Nous souhaitons aussi lutter contre le déficit d’image de notre établissement classé en REP+. Du coup, les élèves manquent d’ambition car ils ne se sentent pas valoriser. Nous faisons beaucoup d’actions, nous modernisons nos pratiques et nous faisons de la communication pour travailler sur l’image du collège. Par exemple, nos élèves de 3e ont choisi un nom de promotion : Rosa Parks. L’idée est de cultiver la notion d’appartenance et de réussite collective. Enfin, il y a l’ouverture culturelle avec par exemple une classe cinéma qui a tourné deux courts-métrages cette année. Nous avons fait venir aussi une troupe de théâtre.
AJ : En quoi est-ce une nouvelle manière de fabriquer les politiques publiques ?

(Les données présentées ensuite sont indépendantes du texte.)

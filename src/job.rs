//! Export job descriptor.

use serde::{Deserialize, Serialize};
use uuid::Uuid;

/// One export job, as assembled from CLI arguments or delivered by a work
/// queue. Collections are addressed relative to the configured store root.
#[derive(Debug, Clone, Serialize, Deserialize)]
pub struct ExportJob {
    #[serde(default = "default_job_id")]
    pub job_id: String,
    /// Source collection to export.
    pub source_id: String,
    /// Destination collection alias the dataset is created under.
    pub destination_alias: String,
    /// Delete source files once their transfer is fully verified.
    #[serde(default)]
    pub delete_after: bool,
    /// Ask the destination to restrict access to the deposited files.
    #[serde(default)]
    pub restrict: bool,
    /// Limit the export to these relative paths. Empty means everything.
    #[serde(default)]
    pub restrict_paths: Vec<String>,
    /// Who the export is performed for; used in notifications.
    #[serde(default = "default_depositor")]
    pub depositor: String,
}

fn default_job_id() -> String {
    Uuid::new_v4().to_string()
}

fn default_depositor() -> String {
    "unknown".to_string()
}
//! Per-file digest bookkeeping for a single bundling pass.

use std::collections::BTreeMap;

use crate::bundle::digest::DigestPair;

/// Maps each file's store path to the digests computed while its bytes
/// streamed through the bundler.
///
/// A fresh ledger is produced by every pass over the source tree. Only the
/// ledger from the pass whose bytes actually went over the wire is handed to
/// reconciliation; the sizing pass recomputes everything and its ledger is
/// dropped.
#[derive(Debug, Default)]
pub struct TransferLedger {
    entries: BTreeMap<String, DigestPair>,
}

impl TransferLedger {
    pub fn new() -> Self {
        Self::default()
    }

    /// Record the digests observed for one file. Keys are the original
    /// store-relative paths, not the sanitized archive paths.
    pub fn record(&mut self, path: impl Into<String>, digests: DigestPair) {
        self.entries.insert(path.into(), digests);
    }

    pub fn digests(&self, path: &str) -> Option<&DigestPair> {
        self.entries.get(path)
    }

    pub fn len(&self) -> usize {
        self.entries.len()
    }

    pub fn is_empty(&self) -> bool {
        self.entries.is_empty()
    }

    /// Entries in path order.
    pub fn iter(&self) -> impl Iterator<Item = (&str, &DigestPair)> {
        self.entries.iter().map(|(path, pair)| (path.as_str(), pair))
    }

    pub fn paths(&self) -> impl Iterator<Item = &str> {
        self.entries.keys().map(String::as_str)
    }
}

#[cfg(test)]
mod tests {
    use super::*;

    fn pair(sha: &str, md5: &str) -> DigestPair {
        DigestPair {
            sha256_hex: sha.to_string(),
            md5_hex: md5.to_string(),
        }
    }

    #[test]
    fn test_record_and_lookup() {
        let mut ledger = TransferLedger::new();
        assert!(ledger.is_empty());

        ledger.record("a/b.txt", pair("sha-b", "md5-b"));
        ledger.record("a/c.txt", pair("sha-c", "md5-c"));

        assert_eq!(ledger.len(), 2);
        assert_eq!(ledger.digests("a/b.txt").unwrap().sha256_hex, "sha-b");
        assert!(ledger.digests("missing.txt").is_none());
    }

    #[test]
    fn test_iteration_is_path_ordered() {
        let mut ledger = TransferLedger::new();
        ledger.record("z.txt", pair("s1", "m1"));
        ledger.record("a.txt", pair("s2", "m2"));
        ledger.record("m/n.txt", pair("s3", "m3"));

        let paths: Vec<&str> = ledger.paths().collect();
        assert_eq!(paths, vec!["a.txt", "m/n.txt", "z.txt"]);
    }

    #[test]
    fn test_rerecording_overwrites() {
        let mut ledger = TransferLedger::new();
        ledger.record("a.txt", pair("old", "old"));
        ledger.record("a.txt", pair("new", "new"));
        assert_eq!(ledger.len(), 1);
        assert_eq!(ledger.digests("a.txt").unwrap().md5_hex, "new");
    }
}
pub mod errors;
pub mod logger;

C. A. : Depuis de nombreuses années, des moyens étaient donnés aux écoles et aux collèges de nos territoires, à la commune et aux associations. Mais ces dispositifs et les acteurs concernés travaillaient les uns à côté des autres et pas ensemble. Il va falloir mettre en œuvre ce projet. Prenons un exemple : imaginons par rapport aux langues européennes que tout le travail se fasse en anglais. L’enfant de 3 ans aura à la fois les enseignants, les personnes du périscolaire à la cantine ou le mercredi et les associations qui partiront sur des projets communs avec la langue anglaise. L’idée c’est d’utiliser les compétences des enfants pour les amener vers un chemin de réussite. En faisant cette accompagnement transversal, l’objectif est d’arriver à développer de nombreuses compétences chez l’enfant.

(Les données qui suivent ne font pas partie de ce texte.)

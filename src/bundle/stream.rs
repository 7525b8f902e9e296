//! Two-pass bundle sizing and the live upload stream.
//!
//! The destination wants an exact Content-Length before the first body byte,
//! and the bundle is never allowed to touch disk. So every bundled export
//! encodes twice: a sizing pass that drains the encoder locally to measure
//! the archive, then a live pass whose chunks go straight into the request
//! body. Deterministic encoding makes the two passes byte-identical, which
//! also lets the sizing pass supply the whole-bundle MD5.

use std::io;
use std::pin::Pin;
use std::sync::atomic::{AtomicU64, Ordering};
use std::sync::Arc;
use std::task::{Context, Poll};

use bytes::Bytes;
use futures_util::Stream;
use md5::{Digest, Md5};
use tokio::sync::mpsc;
use tokio::task::JoinHandle;
use tokio_util::sync::PollSender;
use tracing::{debug, warn};

use super::builder::build_bundle;
use super::sink::{ChannelWriter, CHANNEL_CAPACITY, DEFAULT_CHUNK_SIZE};
use super::BundleSpec;
use crate::ledger::TransferLedger;
use crate::store::{SourceStore, SourceTree};
use crate::utils::errors::ExportError;

/// What the sizing pass learned about the bundle.
#[derive(Debug, Clone)]
pub struct BundleEstimate {
    pub bytes: u64,
    pub md5_hex: String,
}

fn spawn_encoder(
    store: Arc<dyn SourceStore>,
    tree: Arc<SourceTree>,
    spec: Arc<BundleSpec>,
) -> (
    mpsc::Receiver<io::Result<Bytes>>,
    JoinHandle<crate::Result<TransferLedger>>,
) {
    let (tx, rx) = mpsc::channel(CHANNEL_CAPACITY);
    let error_tx = tx.clone();
    let handle = tokio::spawn(async move {
        let writer = ChannelWriter::new(PollSender::new(tx), DEFAULT_CHUNK_SIZE);
        let result = build_bundle(store, tree, spec, writer).await;
        if let Err(e) = &result {
            warn!("bundle encoding failed: {e}");
            // surface the failure to the consumer as the final stream item
            let _ = error_tx
                .send(Err(io::Error::new(io::ErrorKind::Other, e.to_string())))
                .await;
        }
        result
    });
    (rx, handle)
}

/// Sizing pass: encode the whole bundle, drain the chunks locally, and
/// report the exact length plus the bundle MD5. The digests computed by this
/// pass are deliberately dropped; the live pass recomputes them for the
/// bytes that actually go over the wire.
pub async fn estimate_size(
    store: Arc<dyn SourceStore>,
    tree: Arc<SourceTree>,
    spec: Arc<BundleSpec>,
) -> crate::Result<BundleEstimate> {
    let (mut rx, handle) = spawn_encoder(store, tree, spec);
    let mut bytes = 0u64;
    let mut md5 = Md5::new();
    while let Some(item) = rx.recv().await {
        match item {
            Ok(chunk) => {
                bytes += chunk.len() as u64;
                md5.update(&chunk);
            }
            // the join below carries the real error
            Err(_) => break,
        }
    }
    let ledger = handle
        .await
        .map_err(|e| ExportError::Archive(format!("bundle task failed: {e}")))??;
    let estimate = BundleEstimate {
        bytes,
        md5_hex: hex::encode(md5.finalize()),
    };
    debug!(
        bytes = estimate.bytes,
        md5 = %estimate.md5_hex,
        files = ledger.len(),
        "sizing pass complete"
    );
    Ok(estimate)
}

/// Live bundle chunks on their way into an HTTP body.
///
/// Carries the length declared by the sizing pass and counts the bytes that
/// actually stream, readable through [`BundleStream::counter`] after the
/// body has been consumed.
pub struct BundleStream {
    rx: mpsc::Receiver<io::Result<Bytes>>,
    declared: u64,
    streamed: Arc<AtomicU64>,
}

impl BundleStream {
    pub fn declared_len(&self) -> u64 {
        self.declared
    }

    pub fn counter(&self) -> Arc<AtomicU64> {
        Arc::clone(&self.streamed)
    }
}

impl Stream for BundleStream {
    type Item = io::Result<Bytes>;

    fn poll_next(mut self: Pin<&mut Self>, cx: &mut Context<'_>) -> Poll<Option<Self::Item>> {
        match self.rx.poll_recv(cx) {
            Poll::Ready(Some(Ok(chunk))) => {
                self.streamed.fetch_add(chunk.len() as u64, Ordering::Relaxed);
                Poll::Ready(Some(Ok(chunk)))
            }
            other => other,
        }
    }
}

/// Handle on the live pass's ledger, claimable once the upload is over.
pub struct LedgerHandle {
    handle: JoinHandle<crate::Result<TransferLedger>>,
}

impl LedgerHandle {
    pub async fn join(self) -> crate::Result<TransferLedger> {
        self.handle
            .await
            .map_err(|e| ExportError::Archive(format!("bundle task failed: {e}")))?
    }
}

/// Live pass: start encoding immediately and hand back the chunk stream.
/// The encoder runs at most [`CHANNEL_CAPACITY`] chunks ahead of whatever
/// consumes the stream.
pub fn open_stream(
    store: Arc<dyn SourceStore>,
    tree: Arc<SourceTree>,
    spec: Arc<BundleSpec>,
    declared: u64,
) -> (BundleStream, LedgerHandle) {
    let (rx, handle) = spawn_encoder(store, tree, spec);
    (
        BundleStream {
            rx,
            declared,
            streamed: Arc::new(AtomicU64::new(0)),
        },
        LedgerHandle { handle },
    )
}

L. H. : La coopération des acteurs est un des points forts de la cité éducative. L’idée est de travailler en réseau et de faire ensemble. À l’échelle locale, où chacun fait de son côté : l’Éducation nationale a ses dispositifs, la ville a ses actions dans le périscolaire. Finalement, il y a de nombreuses mesures mais nous ne faisons pas cela ensemble. L’enfant peut bénéficier de plein de choses sans forcément qu’il y ait du sens dans son parcours. L’idée c’est donc de faire ensemble pour rendre l’action publique plus efficace. Avec de la concertation entre les acteurs, l’enfant pourra bénéficier d’un accompagnement cohérent et complémentaire. Nous avons constaté la plus-value de la cité éducative lors de la crise sanitaire. Elle a permis aux acteurs de se connaître, de mobiliser des ressources et de trouver des solutions notamment lors du premier confinement. La cité éducative permet de se connaître et de se reconnaître et nous devons encore progresser sur le faire ensemble en 2022.
K. B. : C’est une belle occasion de partager, de faire du collectif différemment. Nous prenons des décisions et menons des actions réfléchies, engagées, portées et assumées par les trois entités. C’est une nouveauté. Que ce soit la politique de la ville, que ce soit l’Éducation nationale, nous avions l’habitude de porter des actions. Mais, nous ne co-construisions pas comme nous le faisons aujourd’hui. Le projet de « cité éducative » va multiplier par trois la volonté de réussir, la réflexion sur la prise de décision et l’implication sur le terrain. Cela bouscule nos pratiques notamment dans l’Éducation nationale. C’est l’occasion d’apporter des regards nouveaux sur notre manière de faire et c’est très enrichissant.